Muriel Maia-Flickinger - Para Fichte a natureza é um Não-Ser frente ao Eu que a conhece e determina. Nada existe nela por detrás do ser objeto do sujeito cognitivo, de modo que o  conhecimento científico lhe é adequado e a esgota. Schelling, pelo contrário, volta-se a ela a partir do pensamento fundamental da Identidade entre espírito e natureza, sujeito e objeto, conhecimento e ser, ideal e real. Ele está certo de que é possível ultrapassar a crença generalizada de que a natureza seria algo meramente dado à consciência; mais ainda, ele afirma existir um idealismo da natureza, do qual aquele da consciência é, na verdade, derivado. Da perspectiva da consciência só conhecemos os objetos no instante em que a penetram; sua proposta para conhecê-los na sua primeira formação, é  despotencializar o Eu, isto é, torná-lo natureza e reiniciar, então, com ele o seu processo. Munido do que chamou uma 'física especulativa' ele se debruçou sobre esse Eu da natureza e do cosmo pensando-o como uma estrutura orgânica incondicionada. 
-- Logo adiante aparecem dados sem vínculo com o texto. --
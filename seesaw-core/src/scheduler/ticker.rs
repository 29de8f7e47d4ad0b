//! Embassy ticker loop
//!
//! Feeds a [`Poller`] from an `embassy-time` ticker. Spawn this from a
//! task that owns the devices:
//!
//! ```ignore
//! #[embassy_executor::task]
//! async fn seesaw_task(mut device: Device) -> ! {
//!     let mut poller = Poller::<1>::new();
//!     poller.add(&mut device).ok();
//!     seesaw_core::scheduler::run(&mut poller, Duration::from_millis(10)).await
//! }
//! ```

use embassy_time::{Duration, Instant, Ticker};

use super::poller::Poller;

/// Poll forever at `period`
///
/// `period` is the scheduler resolution, not a task interval: each task
/// still runs at its own [`interval_ms`](crate::traits::Tickable::interval_ms).
pub async fn run<const N: usize>(poller: &mut Poller<'_, N>, period: Duration) -> ! {
    let mut ticker = Ticker::every(period);
    let start = Instant::now();

    loop {
        ticker.next().await;

        // Wraps after ~49 days; due checks use wrapping arithmetic
        let now_ms = start.elapsed().as_millis() as u32;
        poller.poll(now_ms);
    }
}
Foram os seus estudos de matemática, ciências e medicina, além dos resultados a que chegavam a física, a química e a medicina da época, que o levaram a pensar numa unidade oculta das forças da natureza no orgânico e inorgânico. E o que aí sublinhou foi a ideia da natureza como um todo, em oposição consciente à concepção do materialismo mecanicista, segundo o qual o organismo seria uma consequência do mecanismo.  

Ecos inexistentes

O abismo entre o inorgânico e orgânico, Schelling tentou ultrapassá-lo deslocando para a matéria o princípio do organismo e afirmando que todos os fenômenos da natureza são produto da permanente metamorfose orgânica do universo. Ele imprimia, assim, ao cosmo, contra a ideia vigente de uma natureza morta, os sinais de uma vida profunda; de modo que, se abordada diferentemente do modo cognitivo limitado das ciências empíricas (atomístico-mecanicista), a natureza entregaria de bom grado ao homem os segredos mais ocultos de seus processos. Contra Kant, que também via nas leis matemáticas uma necessidade geral, Schelling só aceitava a aplicação dos cálculos matemáticos ao que não é essencial nos fenômenos, mas meramente empírico, como o movimento e as distâncias entre os astros, o tempo de seus movimentos, etc. Acerca da essência desses movimentos ou do em si dos mesmos, porém, as formas matemáticas nada diriam, por até aí representarem um formalismo vazio, não aplicável à verdadeira ciência da natureza. 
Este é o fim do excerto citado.